La economía transindustrial ya no necesita de grandes cantidades de trabajadores y, por tanto, ya no es necesaria la labor humana como antes. De los ocho billones de seres humanos que existimos actualmente, solo 3.5 trabajan y según los últimos análisis, por causa de la pandemia creada para provocar precisamente esta crisis, se han tenido que cerrar cientos de millones de negocios a nivel global y la re-apertura no parece dar los resultados económicos esperados. Miles de aerolíneas que transportaban millones de seres humanos cada semana, tienen la gran mayoría de sus aviones en tierra. Cientos de miles de hoteles, y otros tantos de restaurantes que recibían a los turistas de todas partes del mundo han tenido que cerrar sus puertas y la consecuencia de ello es que mil quinientos millones de empleos se van a perder en lo que se acaba esta crisis. Con otras palabras, si solo dos mil millones de empleados mantendrán sus empleo, y dicho sea de paso, cuántos miles de millones de seres humanos pueden mantener esos dos mil millones que tendrán trabajo, ¿cómo han de sobrevivir al menos unos cuatro mil millones de personas, asumiendo que esos dos mil millones de empleados pueden sostener a una cantidad igual a ellos?

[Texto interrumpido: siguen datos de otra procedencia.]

//! Per-platform snapshot listing sync.

use crate::error::{ErrorKind, Result};
use exn::ResultExt;
use futures::TryStreamExt;
use revmap_cache::Repository;
use revmap_cache::models::Snapshot;
use revmap_remote::SnapshotListing;
use time::OffsetDateTime;
use tracing::{debug, info};

/// What one platform sync did, for logging.
#[derive(Debug, Clone, PartialEq, Eq)]
pub struct SyncReport {
    pub platform: String,
    /// The short-circuit fired: the newest remote marker was already stored
    /// and no listing page was fetched.
    pub up_to_date: bool,
    /// Listing pages fetched.
    pub pages: usize,
    /// Prefix entries seen across all pages, before filtering and dedup.
    pub discovered: usize,
    /// Snapshot rows actually inserted (new pairs only).
    pub inserted: u64,
}

impl SyncReport {
    fn empty(platform: &str, up_to_date: bool) -> Self {
        Self {
            platform: platform.to_string(),
            up_to_date,
            pages: 0,
            discovered: 0,
            inserted: 0,
        }
    }
}

/// Short-circuit predicate: a platform is considered fully synchronized
/// when the exact `(platform, last_change)` pair is already stored.
///
/// This rests on an unverified assumption about the remote: its history is
/// append-only and revisions increase monotonically, so knowing the newest
/// marker implies every older entry was ingested by a prior completed run.
/// If the remote ever rewrites a platform's history, stale local data would
/// silently never refresh; swap this predicate for a stronger check then.
async fn is_fully_synced(repo: &Repository, platform: &str, last_change: i64) -> Result<bool> {
    repo.has_snapshot(platform, last_change).await.or_raise(|| ErrorKind::Store)
}

/// Parse one listing prefix of the form `<platform>/<revisionDigits>/` into
/// a candidate snapshot.
///
/// Returns `None` for anything whose second component is not a positive
/// integer; the remote listing contains non-revision directories and those
/// are silently discarded rather than treated as errors.
pub fn parse_prefix(prefix: &str) -> Option<Snapshot> {
    let (platform, revision) = prefix.trim_end_matches('/').split_once('/')?;
    let revision = revision.parse::<i64>().ok().filter(|revision| *revision > 0)?;
    if platform.is_empty() {
        return None;
    }
    Some(Snapshot::new(platform, revision))
}

/// Synchronize the local store with the remote listing for one platform.
///
/// 1. Fetch the platform's `LAST_CHANGE` marker; if that revision is
///    already stored, stop (see [`is_fully_synced`]).
/// 2. Otherwise walk the listing's continuation-token chain in order,
///    inserting each page's parsed candidates as one atomic
///    insert-or-ignore batch. Pages commit incrementally, so a crash
///    mid-sync keeps prior pages' work and a re-run is idempotent.
/// 3. After the final page, overwrite the platform's sync-log row.
///    An interrupted sync never reaches this step, which keeps the
///    short-circuit honest: the marker row only exists locally once the
///    page that carries it has been committed.
///
/// Platform syncs are fully independent; an error here never affects other
/// platforms' rows.
pub async fn sync_platform(
    listing: &dyn SnapshotListing,
    repo: &Repository,
    platform: &str,
) -> Result<SyncReport> {
    let last_change = listing.last_change(platform).await.or_raise(|| ErrorKind::Listing)?;
    if is_fully_synced(repo, platform, last_change).await? {
        debug!(platform, last_change, "newest marker already stored, skipping listing");
        return Ok(SyncReport::empty(platform, true));
    }

    let mut report = SyncReport::empty(platform, false);
    let mut pages = listing.pages(platform);
    while let Some(prefixes) = pages.try_next().await.or_raise(|| ErrorKind::Listing)? {
        let batch: Vec<Snapshot> = prefixes.iter().map(String::as_str).filter_map(parse_prefix).collect();
        report.pages += 1;
        report.discovered += prefixes.len();
        report.inserted += repo.insert_snapshots(&batch).await.or_raise(|| ErrorKind::Store)?;
        debug!(platform, page = report.pages, candidates = batch.len(), "committed listing page");
    }

    repo.touch_sync_log(platform, OffsetDateTime::now_utc()).await.or_raise(|| ErrorKind::Store)?;
    info!(
        platform,
        pages = report.pages,
        discovered = report.discovered,
        inserted = report.inserted,
        "listing sync complete",
    );
    Ok(report)
}

#[cfg(test)]
mod tests {
    use super::*;
    use revmap_cache::Database;
    use revmap_remote::mock::MockListing;

    async fn repo() -> Repository {
        let db = Database::connect_in_memory().await.unwrap();
        Repository::from(&db)
    }

    fn page(prefixes: &[&str]) -> Vec<String> {
        prefixes.iter().map(|p| p.to_string()).collect()
    }

    #[rstest::rstest]
    #[case("win64/12345/", Some(Snapshot::new("win64", 12345)))]
    // Trailing slash is optional in practice.
    #[case("Linux_x64/999", Some(Snapshot::new("Linux_x64", 999)))]
    #[case("win64/abcd/", None)]
    #[case("win64/LAST_CHANGE", None)]
    #[case("win64/", None)]
    #[case("win64", None)]
    #[case("win64/0/", None)]
    #[case("win64/-5/", None)]
    #[case("/12345/", None)]
    #[case("win64/123/extra/", None)]
    fn test_parse_prefix(#[case] prefix: &str, #[case] expected: Option<Snapshot>) {
        assert_eq!(parse_prefix(prefix), expected);
    }

    #[tokio::test]
    async fn test_sync_ingests_all_pages() {
        let repo = repo().await;
        let listing = MockListing::default().with_last_change("Win", 300).with_pages(
            "Win",
            [
                page(&["Win/100/", "Win/200/"]),
                page(&["Win/250/"]),
                page(&["Win/300/", "Win/LAST_CHANGE/"]),
            ],
        );
        let report = sync_platform(&listing, &repo, "Win").await.unwrap();
        assert!(!report.up_to_date);
        assert_eq!(report.pages, 3);
        assert_eq!(report.discovered, 5);
        assert_eq!(report.inserted, 4);
        assert_eq!(repo.count_snapshots().await.unwrap(), 4);
        assert_eq!(repo.list_sync_logs().await.unwrap().len(), 1);
    }

    #[tokio::test]
    async fn test_second_run_short_circuits() {
        let repo = repo().await;
        let listing = MockListing::default()
            .with_last_change("Mac", 200)
            .with_pages("Mac", [page(&["Mac/100/", "Mac/200/"])]);
        let first = sync_platform(&listing, &repo, "Mac").await.unwrap();
        assert_eq!(first.inserted, 2);
        let pages_after_first = listing.page_fetches();

        let second = sync_platform(&listing, &repo, "Mac").await.unwrap();
        assert!(second.up_to_date);
        assert_eq!(second.inserted, 0);
        // The marker was re-fetched, but no listing page was.
        assert_eq!(listing.marker_fetches(), 2);
        assert_eq!(listing.page_fetches(), pages_after_first);
        assert_eq!(repo.count_snapshots().await.unwrap(), 2);
    }

    #[tokio::test]
    async fn test_duplicate_prefix_across_pages_stored_once() {
        let repo = repo().await;
        let listing = MockListing::default()
            .with_last_change("Win", 200)
            .with_pages("Win", [page(&["Win/100/"]), page(&["Win/100/", "Win/200/"])]);
        let report = sync_platform(&listing, &repo, "Win").await.unwrap();
        assert_eq!(report.discovered, 3);
        assert_eq!(report.inserted, 2);
        assert_eq!(repo.count_snapshots().await.unwrap(), 2);
    }

    #[tokio::test]
    async fn test_malformed_entries_are_filtered_not_fatal() {
        let repo = repo().await;
        let listing = MockListing::default()
            .with_last_change("Win", 100)
            .with_pages("Win", [page(&["Win/icons/", "Win/100/", "Win/LAST_CHANGE"])]);
        let report = sync_platform(&listing, &repo, "Win").await.unwrap();
        assert_eq!(report.discovered, 3);
        assert_eq!(report.inserted, 1);
        assert!(repo.has_snapshot("Win", 100).await.unwrap());
    }

    #[tokio::test]
    async fn test_interrupted_sync_keeps_committed_pages_and_skips_log() {
        let repo = repo().await;
        let listing = MockListing::default()
            .with_last_change("Win", 300)
            .with_pages("Win", [page(&["Win/100/"]), page(&["Win/300/"])])
            .failing_after_pages(1);
        let error = sync_platform(&listing, &repo, "Win").await.unwrap_err();
        assert!(matches!(&*error, ErrorKind::Listing));
        // Page 1 committed, marker row absent, sync log untouched.
        assert!(repo.has_snapshot("Win", 100).await.unwrap());
        assert!(!repo.has_snapshot("Win", 300).await.unwrap());
        assert!(repo.list_sync_logs().await.unwrap().is_empty());

        // A retry does not short-circuit (the marker is not yet stored) and
        // completes, re-inserting known rows as no-ops.
        let retry_listing = MockListing::default()
            .with_last_change("Win", 300)
            .with_pages("Win", [page(&["Win/100/"]), page(&["Win/300/"])]);
        let report = sync_platform(&retry_listing, &repo, "Win").await.unwrap();
        assert!(!report.up_to_date);
        assert_eq!(report.inserted, 1);
        assert_eq!(repo.count_snapshots().await.unwrap(), 2);
        assert_eq!(repo.list_sync_logs().await.unwrap().len(), 1);
    }

    #[tokio::test]
    async fn test_marker_fetch_failure_aborts_before_any_mutation() {
        let repo = repo().await;
        // No LAST_CHANGE seeded: the marker fetch itself fails.
        let listing = MockListing::default().with_pages("Win", [page(&["Win/100/"])]);
        let error = sync_platform(&listing, &repo, "Win").await.unwrap_err();
        assert!(matches!(&*error, ErrorKind::Listing));
        assert_eq!(repo.count_snapshots().await.unwrap(), 0);
        assert_eq!(listing.page_fetches(), 0);
    }
}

Aterra si quiera plantearse esta pregunta, especialmente para aquellas personas que creemos en el ser humano y en su capacidad para idear, crear y construir(se): ¿es el ser humano inadecuado para lo que viene? Si hay algún futuro para las estirpes condenadas de la tierra, como afirmó García Márquez, ahora es el momento de empezar a crear nuevas ideas que nos saquen de esta realidad no futurista del ser humano. Un nuevo paradigma filosófico es necesario. Si ya no es posible retomar el proyecto de la modernidad, es hora de plantear alternativas a un modelo económico y social que ya está erosionado y en proceso de volverse polvo.